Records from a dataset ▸
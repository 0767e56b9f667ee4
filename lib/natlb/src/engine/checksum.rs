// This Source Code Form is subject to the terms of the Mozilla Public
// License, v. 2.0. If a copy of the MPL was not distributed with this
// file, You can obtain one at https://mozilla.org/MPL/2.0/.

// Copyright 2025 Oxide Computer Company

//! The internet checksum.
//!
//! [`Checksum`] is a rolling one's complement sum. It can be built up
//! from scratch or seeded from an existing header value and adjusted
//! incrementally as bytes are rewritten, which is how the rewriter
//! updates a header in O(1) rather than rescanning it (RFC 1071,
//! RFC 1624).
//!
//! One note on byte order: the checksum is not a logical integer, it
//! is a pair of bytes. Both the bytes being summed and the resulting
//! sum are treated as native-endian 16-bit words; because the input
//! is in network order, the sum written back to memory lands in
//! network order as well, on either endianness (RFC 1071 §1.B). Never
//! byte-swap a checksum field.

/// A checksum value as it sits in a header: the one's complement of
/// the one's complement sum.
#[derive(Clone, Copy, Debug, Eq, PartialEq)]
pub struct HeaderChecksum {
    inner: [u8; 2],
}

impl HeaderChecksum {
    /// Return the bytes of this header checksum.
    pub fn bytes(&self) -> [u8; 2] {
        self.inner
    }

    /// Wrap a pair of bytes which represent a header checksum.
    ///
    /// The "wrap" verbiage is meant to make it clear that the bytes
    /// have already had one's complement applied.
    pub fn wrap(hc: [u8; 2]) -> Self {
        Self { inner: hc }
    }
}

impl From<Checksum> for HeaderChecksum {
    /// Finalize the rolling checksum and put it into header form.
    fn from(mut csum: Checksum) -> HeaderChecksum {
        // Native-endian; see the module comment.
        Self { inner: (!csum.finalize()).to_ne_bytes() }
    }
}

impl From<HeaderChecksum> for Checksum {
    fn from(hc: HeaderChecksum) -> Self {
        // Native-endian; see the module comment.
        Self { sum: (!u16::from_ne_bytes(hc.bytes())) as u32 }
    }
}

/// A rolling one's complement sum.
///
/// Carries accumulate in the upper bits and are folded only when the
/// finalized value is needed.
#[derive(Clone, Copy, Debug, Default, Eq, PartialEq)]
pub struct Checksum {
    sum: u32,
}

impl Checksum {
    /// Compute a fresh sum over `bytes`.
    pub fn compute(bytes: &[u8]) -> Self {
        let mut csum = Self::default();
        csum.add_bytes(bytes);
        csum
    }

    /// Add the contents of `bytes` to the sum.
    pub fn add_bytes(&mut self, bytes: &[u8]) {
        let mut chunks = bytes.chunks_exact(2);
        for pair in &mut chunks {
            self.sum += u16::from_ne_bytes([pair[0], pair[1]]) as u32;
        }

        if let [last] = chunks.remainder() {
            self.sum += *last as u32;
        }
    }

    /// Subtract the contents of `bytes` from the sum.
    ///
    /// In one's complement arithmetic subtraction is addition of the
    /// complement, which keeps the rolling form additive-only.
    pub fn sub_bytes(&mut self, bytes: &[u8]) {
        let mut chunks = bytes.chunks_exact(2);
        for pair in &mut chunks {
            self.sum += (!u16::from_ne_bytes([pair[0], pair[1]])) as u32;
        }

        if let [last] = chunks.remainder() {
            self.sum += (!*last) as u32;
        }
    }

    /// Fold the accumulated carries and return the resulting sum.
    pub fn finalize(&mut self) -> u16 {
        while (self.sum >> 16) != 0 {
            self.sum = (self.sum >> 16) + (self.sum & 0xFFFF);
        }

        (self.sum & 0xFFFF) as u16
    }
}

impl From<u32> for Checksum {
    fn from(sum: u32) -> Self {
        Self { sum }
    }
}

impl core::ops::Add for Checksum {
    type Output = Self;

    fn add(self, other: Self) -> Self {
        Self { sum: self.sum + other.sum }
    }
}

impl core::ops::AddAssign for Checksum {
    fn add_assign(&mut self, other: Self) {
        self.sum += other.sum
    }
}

...

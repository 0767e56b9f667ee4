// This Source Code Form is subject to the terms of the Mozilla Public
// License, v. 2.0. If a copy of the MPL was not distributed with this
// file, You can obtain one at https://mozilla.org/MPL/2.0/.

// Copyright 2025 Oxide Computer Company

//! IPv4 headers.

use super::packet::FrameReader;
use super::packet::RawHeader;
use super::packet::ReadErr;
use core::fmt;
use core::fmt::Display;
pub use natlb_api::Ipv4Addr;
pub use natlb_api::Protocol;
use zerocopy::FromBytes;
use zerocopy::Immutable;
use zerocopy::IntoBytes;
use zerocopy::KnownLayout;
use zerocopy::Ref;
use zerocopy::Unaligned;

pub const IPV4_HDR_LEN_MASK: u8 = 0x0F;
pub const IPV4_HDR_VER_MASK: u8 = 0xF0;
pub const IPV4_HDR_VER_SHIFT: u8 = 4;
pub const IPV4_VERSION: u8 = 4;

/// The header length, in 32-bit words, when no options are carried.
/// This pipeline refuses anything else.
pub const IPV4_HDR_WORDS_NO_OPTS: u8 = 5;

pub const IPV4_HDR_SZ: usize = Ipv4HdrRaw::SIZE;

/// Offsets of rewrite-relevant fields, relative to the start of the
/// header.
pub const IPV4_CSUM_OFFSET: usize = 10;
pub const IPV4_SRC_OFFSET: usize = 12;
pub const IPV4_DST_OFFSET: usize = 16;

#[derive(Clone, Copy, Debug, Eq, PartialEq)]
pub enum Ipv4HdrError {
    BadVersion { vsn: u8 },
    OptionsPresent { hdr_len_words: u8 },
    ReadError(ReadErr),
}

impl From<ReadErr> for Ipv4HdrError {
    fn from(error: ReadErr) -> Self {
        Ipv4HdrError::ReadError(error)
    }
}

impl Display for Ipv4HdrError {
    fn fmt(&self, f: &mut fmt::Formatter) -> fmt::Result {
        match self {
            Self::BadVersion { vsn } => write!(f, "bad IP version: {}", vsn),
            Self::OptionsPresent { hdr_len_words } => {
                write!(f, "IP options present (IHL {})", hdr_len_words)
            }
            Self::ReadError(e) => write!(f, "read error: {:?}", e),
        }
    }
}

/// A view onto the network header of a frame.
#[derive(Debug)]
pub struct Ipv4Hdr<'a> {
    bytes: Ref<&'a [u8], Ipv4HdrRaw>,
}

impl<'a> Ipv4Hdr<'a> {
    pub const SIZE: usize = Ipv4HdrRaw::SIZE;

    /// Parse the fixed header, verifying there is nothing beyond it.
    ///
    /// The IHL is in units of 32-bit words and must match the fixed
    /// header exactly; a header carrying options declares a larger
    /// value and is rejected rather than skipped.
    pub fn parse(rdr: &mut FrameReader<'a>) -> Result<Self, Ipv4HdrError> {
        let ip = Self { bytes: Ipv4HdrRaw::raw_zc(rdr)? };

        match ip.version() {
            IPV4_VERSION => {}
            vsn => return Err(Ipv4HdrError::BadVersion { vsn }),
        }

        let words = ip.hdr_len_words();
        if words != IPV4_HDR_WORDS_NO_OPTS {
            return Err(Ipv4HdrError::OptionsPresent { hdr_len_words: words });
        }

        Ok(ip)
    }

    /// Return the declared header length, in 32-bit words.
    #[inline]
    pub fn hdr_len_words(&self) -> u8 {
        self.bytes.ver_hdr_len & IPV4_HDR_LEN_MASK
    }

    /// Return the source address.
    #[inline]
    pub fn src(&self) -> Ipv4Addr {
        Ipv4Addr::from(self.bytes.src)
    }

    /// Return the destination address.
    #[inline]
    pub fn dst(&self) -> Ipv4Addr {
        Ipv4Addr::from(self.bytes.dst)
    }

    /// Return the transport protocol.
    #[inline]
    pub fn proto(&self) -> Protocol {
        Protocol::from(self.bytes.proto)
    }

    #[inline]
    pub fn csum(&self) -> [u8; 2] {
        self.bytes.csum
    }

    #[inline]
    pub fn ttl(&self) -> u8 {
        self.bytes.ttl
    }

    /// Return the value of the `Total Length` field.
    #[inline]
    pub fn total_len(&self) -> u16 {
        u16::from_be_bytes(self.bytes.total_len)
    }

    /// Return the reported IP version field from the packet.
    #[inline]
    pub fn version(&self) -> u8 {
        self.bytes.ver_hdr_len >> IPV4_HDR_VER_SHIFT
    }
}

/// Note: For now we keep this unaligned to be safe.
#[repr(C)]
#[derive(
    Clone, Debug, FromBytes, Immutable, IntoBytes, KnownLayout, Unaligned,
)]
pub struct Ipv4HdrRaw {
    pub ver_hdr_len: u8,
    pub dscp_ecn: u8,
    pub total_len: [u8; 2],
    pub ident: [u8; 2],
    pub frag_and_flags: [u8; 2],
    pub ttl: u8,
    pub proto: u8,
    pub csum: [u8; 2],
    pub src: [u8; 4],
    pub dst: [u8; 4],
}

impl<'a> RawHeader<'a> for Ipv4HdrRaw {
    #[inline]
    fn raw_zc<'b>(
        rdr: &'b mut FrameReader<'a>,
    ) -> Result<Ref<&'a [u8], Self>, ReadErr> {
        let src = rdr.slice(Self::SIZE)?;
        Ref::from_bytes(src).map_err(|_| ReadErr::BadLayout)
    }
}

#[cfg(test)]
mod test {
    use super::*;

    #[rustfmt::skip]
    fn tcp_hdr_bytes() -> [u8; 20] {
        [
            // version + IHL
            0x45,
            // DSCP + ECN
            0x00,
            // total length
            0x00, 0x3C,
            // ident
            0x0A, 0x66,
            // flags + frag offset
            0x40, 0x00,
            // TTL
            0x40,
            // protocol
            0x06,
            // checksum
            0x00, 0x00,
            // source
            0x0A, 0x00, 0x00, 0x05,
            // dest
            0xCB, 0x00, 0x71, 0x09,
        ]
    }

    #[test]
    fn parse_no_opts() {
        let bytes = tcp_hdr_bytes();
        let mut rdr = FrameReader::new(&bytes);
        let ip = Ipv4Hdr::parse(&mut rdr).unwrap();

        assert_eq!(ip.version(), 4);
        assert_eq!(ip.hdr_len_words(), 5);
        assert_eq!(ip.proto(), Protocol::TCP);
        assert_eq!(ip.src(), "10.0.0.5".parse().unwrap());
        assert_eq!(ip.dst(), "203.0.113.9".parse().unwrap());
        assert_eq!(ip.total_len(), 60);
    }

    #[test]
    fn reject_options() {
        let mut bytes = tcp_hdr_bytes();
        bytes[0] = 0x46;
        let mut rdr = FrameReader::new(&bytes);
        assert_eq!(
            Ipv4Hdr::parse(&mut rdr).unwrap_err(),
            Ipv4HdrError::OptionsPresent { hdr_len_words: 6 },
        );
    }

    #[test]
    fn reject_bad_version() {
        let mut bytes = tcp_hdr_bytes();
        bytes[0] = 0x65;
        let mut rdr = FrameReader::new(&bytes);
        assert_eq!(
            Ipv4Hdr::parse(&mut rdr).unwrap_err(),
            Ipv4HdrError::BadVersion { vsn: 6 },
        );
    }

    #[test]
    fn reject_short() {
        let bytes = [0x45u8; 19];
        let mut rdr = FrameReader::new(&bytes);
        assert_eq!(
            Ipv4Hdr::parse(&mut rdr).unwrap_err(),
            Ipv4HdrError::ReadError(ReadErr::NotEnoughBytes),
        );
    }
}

PROBLEM TO WORK ON ▸ Looking back at the data above, tally each line that includes the word "last", then answer with the total alone.

THE COMPLETED TASK ▸ 4